Humor
I think Paul Walker and 9/11 jokes are great, but when I tell them to others, they tend to crash and burn.
Friend: You are joking.
Me: Joking on deez nuts.
Why do orphans not like jokes?
Because they hate your "mom" and "dad" joke because they miss their parents. 🤣🤣🤣🤣🤣
"what's that on your wrist?"
"I'm a cutting board. duh"
Have you played the game Imagine Dragons? Imagine draggin' deez nuts!
What is the difference between a woman and my fridge?
Only one moans when I put my meat in it.
I told a diabetic girl to have sweet dreams...
she died the next morning.
Why are bears' hair so sticky?
Because they use honeycombs.
I never do dark jokes, but when I feel like it, I prefer orphan jokes, 'cause they're the safest option.

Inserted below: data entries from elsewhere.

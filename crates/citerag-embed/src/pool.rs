use anyhow::{ensure, Result};
use candle_core::{DType, Tensor};

/// Mean over the unmasked tokens of `hidden` (`[B, T, H]`), then L2
/// normalization per row. Returns `[B, H]`.
pub fn masked_mean_l2(hidden: &Tensor, attention_mask: &Tensor) -> Result<Tensor> {
    let dims = hidden.dims();
    ensure!(dims.len() == 3, "hidden shape must be [B,T,H], got {dims:?}");
    let (batch, hidden_dim) = (dims[0], dims[2]);

    let mask = attention_mask.to_device(hidden.device())?.to_dtype(hidden.dtype())?;
    let mask_3d = mask.unsqueeze(2)?.broadcast_as(hidden.shape())?;
    let sum = (hidden * &mask_3d)?.sum(1)?;
    // epsilon keeps an all-padding row at zero instead of NaN
    let lengths = (mask.sum_keepdim(1)? + 1e-9)?;
    let mean = sum.broadcast_div(&lengths)?;
    let eps = match hidden.dtype() { DType::F16 => 1e-6f64, _ => 1e-12f64 };
    let norm = (mean.sqr()?.sum_keepdim(1)?.sqrt()? + eps)?;
    let out = mean.broadcast_div(&norm)?;
    ensure!(out.dims() == [batch, hidden_dim], "pooled shape mismatch: {:?}", out.dims());
    Ok(out)
}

I mean, what are they gonna do, call their parents?
What did the short Chinese man say when he was called a dwarf? "Da fok yu sai tu meee."

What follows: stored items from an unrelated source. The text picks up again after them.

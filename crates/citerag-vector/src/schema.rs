use arrow_schema::{DataType, Field, Schema};
use std::sync::Arc;

/// Chunk table layout. `payload` holds the full JSON payload; the scalar
/// columns are copies of its well-known fields, kept for filtering and
/// inspection.
pub fn build_arrow_schema(dim: i32) -> Arc<Schema> {
    Arc::new(Schema::new(vec![
        Field::new("id", DataType::Utf8, false),
        Field::new("source", DataType::Utf8, false),
        Field::new("url", DataType::Utf8, false),
        Field::new("title", DataType::Utf8, false),
        Field::new("heading_path", DataType::Utf8, false),
        Field::new("chunk_text", DataType::Utf8, false),
        Field::new("chunk_index", DataType::Int32, false),
        Field::new("total_chunks", DataType::Int32, false),
        Field::new("payload", DataType::Utf8, false),
        Field::new("vector", DataType::FixedSizeList(Arc::new(Field::new("item", DataType::Float32, true)), dim), true),
    ]))
}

My friend told me to name a country in Africa.
So I said, "Hungry."
Life would be so much easier if grass was emo.
Because it would cut itself.
Chuck Norris once said that he didn't like the plane he was riding in. Out of sadness, the plane committed suicide. How, you ask? Ask the Twin Towers.
What's an Asian's favorite food place?
Answer: Petco
Why are skinny people skinny?
Because he don't have a family to breastfeed on.
I would tell you a time travel joke, but you did not like it.
What did Osama say after knocking over the Twin Towers?
He he he haw.
Alfonso's mom is so fat that she stepped on the scale and the doctor said, "Oh shit, that's my phone number!"
What's funny about sex? I don't get it.